Abstract: While every firm in a supply chain bears supply risk (the cost of insufficient supply), some firms may, even with wholesale price contracts, completely avoid inventory risk (the cost of unsold inventory). With a push contract there is a single wholesale price and the retailer, by ordering his entire supply before the selling season, bears all of the supply chain's inventory risk. A pull contract also has a single wholesale price, but the supplier bears the supply chain's inventory risk because only the supplier holds inventory while the retailer replenishes as needed during the season. (Examples include Vendor Managed Inventory with consignment and drop shipping.) An advance-purchase discount has two wholesale prices: a discounted price for inventory purchased before the season, and a regular price for replenishments during the selling season.

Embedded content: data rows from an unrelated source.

//src/config.rs
use comfy_table::Color;
use serde::{Deserialize, Serialize};
use std::fs;
use std::path::{Path, PathBuf};
use strum::IntoEnumIterator;
use strum_macros::EnumIter;
use thiserror::Error;
use tracing::warn;

const CONFIG_FILE_NAME: &str = "config.toml";
const APP_CONFIG_DIR: &str = "gym-log";
const CONFIG_ENV_VAR: &str = "GYM_LOG_CONFIG_DIR"; // Environment variable name

#[derive(Error, Debug)]
pub enum Error {
    #[error("Could not determine configuration directory.")]
    CannotDetermineConfigDir,
    #[error("I/O error accessing config file: {0}")]
    Io(#[from] std::io::Error),
    #[error("Failed to parse config file (TOML): {0}")]
    TomlParse(#[from] toml::de::Error),
    #[error("Failed to serialize config data (TOML): {0}")]
    TomlSerialize(#[from] toml::ser::Error),
    #[error("Invalid color name: {0}")]
    InvalidColor(String),
    #[error("Remote backend selected but no URL/key configured. Use 'set-remote --url <url> --anon-key <key>' or update {0:?}.")]
    RemoteNotConfigured(PathBuf),
}

#[derive(Serialize, Deserialize, Debug, Clone, Copy, PartialEq, Eq, Default)]
#[serde(rename_all = "lowercase")]
pub enum BackendKind {
    #[default]
    Local, // SQLite file in the data dir
    Remote, // hosted data API with built-in auth
}

// Define standard colors using strum for easy iteration/parsing
#[derive(Debug, Clone, Copy, PartialEq, Eq, EnumIter)]
pub enum StandardColor {
    Black,
    Red,
    Green,
    Yellow,
    Blue,
    Magenta,
    Cyan,
    White,
    DarkGrey,
    DarkRed,
    DarkGreen,
    DarkYellow,
    DarkBlue,
    DarkMagenta,
    DarkCyan,
    Grey,
}

// Helper to convert our enum to comfy_table::Color
impl From<StandardColor> for Color {
    fn from(value: StandardColor) -> Self {
        match value {
            StandardColor::Black => Self::Black,
            StandardColor::Red => Self::Red,
            StandardColor::Green => Self::Green,
            StandardColor::Yellow => Self::Yellow,
            StandardColor::Blue => Self::Blue,
            StandardColor::Magenta => Self::Magenta,
            StandardColor::Cyan => Self::Cyan,
            StandardColor::White => Self::White,
            StandardColor::DarkGrey => Self::DarkGrey,
            StandardColor::DarkRed => Self::DarkRed,
            StandardColor::DarkGreen => Self::DarkGreen,
            StandardColor::DarkYellow => Self::DarkYellow,
            StandardColor::DarkBlue => Self::DarkBlue,
            StandardColor::DarkMagenta => Self::DarkMagenta,
            StandardColor::DarkCyan => Self::DarkCyan,
            StandardColor::Grey => Self::Grey,
        }
    }
}

// Helper to parse a string into our StandardColor enum
pub fn parse_color(color_str: &str) -> Result<StandardColor, Error> {
    for color in StandardColor::iter() {
        if format!("{:?}", color).eq_ignore_ascii_case(color_str) {
            return Ok(color);
        }
    }
    Err(Error::InvalidColor(color_str.to_string()))
}

#[derive(Serialize, Deserialize, Debug, Clone)]
#[serde(default)] // Ensure defaults are used if fields are missing
pub struct Theme {
    pub header_color: String,
}

impl Default for Theme {
    fn default() -> Self {
        Theme {
            header_color: "Green".to_string(),
        }
    }
}

impl Theme {
    /// Configured header color, or `fallback` if the name isn't a known color.
    pub fn header_color_or(&self, fallback: Color) -> Color {
        match parse_color(&self.header_color) {
            Ok(color) => color.into(),
            Err(e) => {
                warn!("{}. Using default header color.", e);
                fallback
            }
        }
    }
}

#[derive(Serialize, Deserialize, Debug, Clone, Default, PartialEq, Eq)]
#[serde(default)]
pub struct RemoteConfig {
    pub url: Option<String>,
    pub anon_key: Option<String>,
    /// Where the provider sends the browser after OAuth / email-link sign-in.
    pub redirect_to: Option<String>,
}

#[derive(Serialize, Deserialize, Debug, Clone, Default)]
#[serde(default)] // Ensure defaults are used if fields are missing
pub struct Config {
    pub backend: BackendKind,
    pub remote: RemoteConfig,

    // Theming
    pub theme: Theme,
}

impl Config {
    /// URL and key for the hosted backend, if both are set.
    pub fn remote_credentials(&self, config_path: &Path) -> Result<(&str, &str), Error> {
        match (self.remote.url.as_deref(), self.remote.anon_key.as_deref()) {
            (Some(url), Some(key)) if !url.trim().is_empty() && !key.trim().is_empty() => {
                Ok((url, key))
            }
            _ => Err(Error::RemoteNotConfigured(config_path.to_path_buf())),
        }
    }
}

/// Determines the path to the configuration file.
pub fn get_config_path() -> Result<PathBuf, Error> {
    let config_dir_override = std::env::var(CONFIG_ENV_VAR).ok();

    let config_dir_path = if let Some(path_str) = config_dir_override {
        let path = PathBuf::from(path_str);
        if !path.is_dir() {
            warn!(
                "Environment variable {} points to '{}', which is not a directory. Trying to create it.",
                CONFIG_ENV_VAR,
                path.display()
            );
            fs::create_dir_all(&path)?;
        }
        path
    } else {
        let base_config_dir = dirs::config_dir().ok_or(Error::CannotDetermineConfigDir)?;
        base_config_dir.join(APP_CONFIG_DIR)
    };

    if !config_dir_path.exists() {
        fs::create_dir_all(&config_dir_path)?;
    }

    Ok(config_dir_path.join(CONFIG_FILE_NAME))
}

/// Loads the configuration from the TOML file at the given path.
/// A missing file is created with defaults.
pub fn load(config_path: &Path) -> Result<Config, Error> {
    if config_path.exists() {
        let config_content = fs::read_to_string(config_path)?;
        // serde(default) fills in anything missing
        let config: Config = toml::from_str(&config_content).map_err(Error::TomlParse)?;
        Ok(config)
    } else {
        let default_config = Config::default();
        save(config_path, &default_config)?;
        Ok(default_config)
    }
}

/// Saves the configuration to the TOML file.
pub fn save(config_path: &Path, config: &Config) -> Result<(), Error> {
    if let Some(parent_dir) = config_path.parent() {
        if !parent_dir.exists() {
            fs::create_dir_all(parent_dir)?;
        }
    }
    let config_content = toml::to_string_pretty(config).map_err(Error::TomlSerialize)?;
    fs::write(config_path, config_content)?;
    Ok(())
}
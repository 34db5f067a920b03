// src/auth.rs
use std::fs;
use std::path::{Path, PathBuf};
use tracing::{debug, info};

use crate::store::{Session, SessionCallback, StoreError};

/// Current session, its file on disk, and everyone who wants to hear about changes.
#[derive(Default)]
pub struct SessionHub {
    current: Option<Session>,
    path: Option<PathBuf>,
    watchers: Vec<SessionCallback>,
}

impl SessionHub {
    /// Session kept only in memory.
    pub fn in_memory() -> Self {
        Self::default()
    }

    /// Restores a previously saved session from `path`, if any.
    pub fn load(path: &Path) -> Result<Self, StoreError> {
        let current = if path.exists() {
            let content = fs::read_to_string(path)?;
            let session: Session = serde_json::from_str(&content)?;
            debug!(user_id = %session.user_id, "Restored session from {:?}", path);
            Some(session)
        } else {
            None
        };
        Ok(Self {
            current,
            path: Some(path.to_path_buf()),
            watchers: Vec::new(),
        })
    }

    pub fn current(&self) -> Option<&Session> {
        self.current.as_ref()
    }

    pub fn subscribe(&mut self, callback: SessionCallback) {
        self.watchers.push(callback);
    }

    /// Replaces the session, persists it and notifies watchers.
    pub fn set(&mut self, session: Option<Session>) -> Result<(), StoreError> {
        if let Some(path) = &self.path {
            match &session {
                Some(session) => {
                    if let Some(parent) = path.parent() {
                        fs::create_dir_all(parent)?;
                    }
                    fs::write(path, serde_json::to_string_pretty(session)?)?;
                }
                None => {
                    if path.exists() {
                        fs::remove_file(path)?;
                    }
                }
            }
        }

        match &session {
            Some(s) => info!(user_id = %s.user_id, "Signed in"),
            None => info!("Signed out"),
        }
        self.current = session;
        for watcher in &mut self.watchers {
            watcher(self.current.as_ref());
        }
        Ok(())
    }
}
// src/store.rs
use chrono::{DateTime, Utc};
use serde::{Deserialize, Serialize};
use std::fmt;
use thiserror::Error;

use crate::model::{ActivityLog, LogId, NewActivityLog};

#[derive(Error, Debug)]
pub enum StoreError {
    #[error("Database error: {0}")]
    Database(#[from] rusqlite::Error),
    #[error("Network error: {0}")]
    Network(#[from] reqwest::Error),
    #[error("{message} (HTTP {status})")]
    Remote { status: u16, message: String },
    #[error("Activity log not found: ID {0}")]
    NotFound(LogId),
    #[error("Not signed in. Use 'login' first.")]
    NotAuthenticated,
    #[error("{0} is not supported by this backend")]
    Unsupported(&'static str),
    #[error("Invalid sign-in response: {0}")]
    InvalidSignIn(String),
    #[error("Malformed record from store: {0}")]
    Malformed(String),
    #[error("I/O error accessing session file: {0}")]
    Io(#[from] std::io::Error),
    #[error("Failed to (de)serialize JSON: {0}")]
    Json(#[from] serde_json::Error),
}

/// Persistence for activity logs. `list` returns newest first.
pub trait RecordStore {
    fn list(&self) -> Result<Vec<ActivityLog>, StoreError>;
    fn insert(&mut self, log: NewActivityLog) -> Result<LogId, StoreError>;
    /// Replaces every field except the id.
    fn update(&mut self, id: &LogId, log: NewActivityLog) -> Result<(), StoreError>;
    fn delete(&mut self, id: &LogId) -> Result<(), StoreError>;
}

#[derive(Debug, Clone, Copy, PartialEq, Eq, Serialize, Deserialize)]
#[serde(rename_all = "lowercase")]
pub enum OAuthProvider {
    Google,
}

impl OAuthProvider {
    pub const fn as_str(self) -> &'static str {
        match self {
            Self::Google => "google",
        }
    }
}

impl fmt::Display for OAuthProvider {
    fn fmt(&self, f: &mut fmt::Formatter<'_>) -> fmt::Result {
        f.write_str(self.as_str())
    }
}

#[derive(Debug, Clone, PartialEq, Serialize, Deserialize)]
pub struct Session {
    pub user_id: String,
    pub email: Option<String>,
    #[serde(default)]
    pub access_token: Option<String>,
    #[serde(default)]
    pub refresh_token: Option<String>,
    pub signed_in_at: DateTime<Utc>,
}

/// What the caller has to do next after starting a sign-in.
#[derive(Debug, Clone, PartialEq)]
pub enum SignIn {
    /// Open this URL in a browser, then hand the final redirect URL back.
    Redirect(String),
    /// A link (and one-time code) was mailed to the address.
    EmailSent,
    SignedIn(Session),
}

/// Evidence that finishes a pending sign-in.
#[derive(Debug, Clone, PartialEq, Eq)]
pub enum SignInProof {
    RedirectUrl(String),
    EmailCode { email: String, code: String },
}

pub type SessionCallback = Box<dyn FnMut(Option<&Session>)>;

pub trait AuthClient {
    fn sign_in_with_oauth(&mut self, provider: OAuthProvider) -> Result<SignIn, StoreError>;
    fn sign_in_with_email_link(&mut self, email: &str) -> Result<SignIn, StoreError>;
    fn complete_sign_in(&mut self, proof: SignInProof) -> Result<Session, StoreError>;
    fn sign_out(&mut self) -> Result<(), StoreError>;
    fn session(&self) -> Option<&Session>;
    fn on_session_change(&mut self, callback: SessionCallback);
}

/// A store that also handles authentication.
pub trait Backend: RecordStore + AuthClient {}

impl<T: RecordStore + AuthClient> Backend for T {}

Advance-purchase discounts allow for intermediate allocations of inventory risk: The retailer bears the risk on inventory ordered before the season while the supplier bears the risk on any production in excess of that amount. This research studies how the allocation of inventory risk (via these three types of wholesale price contracts) impacts supply chain efficiency (the ratio of the supply chain's profit to its maximum profit). It is found that the efficiency of a single wholesale price contract is considerably higher than previously thought as long as firms consider both push and pull contracts. In other words, the literature has exaggerated the value of implementing coordinating contracts (i.e., contracts that achieve 100% efficiency, such as buy-backs or revenue sharing) because coordinating contracts are compared against an inappropriate benchmark (often just a push contract). Furthermore, if firms also consider advance-purchase discounts, which are also simple to administer, then the coordination of the supply chain and the arbitrary allocation of its profit is possible. Several limitations of advance-purchase discounts are discussed.

592 citations


Cites background from "Advance-Purchase Discounts and Pric..."

  • ...Several papers consider the use of advance selling to consumers that face uncertainty in their own valuation, which is also not considered in this paper (e.g., Dana 1998, Xie and Shugan 2001)....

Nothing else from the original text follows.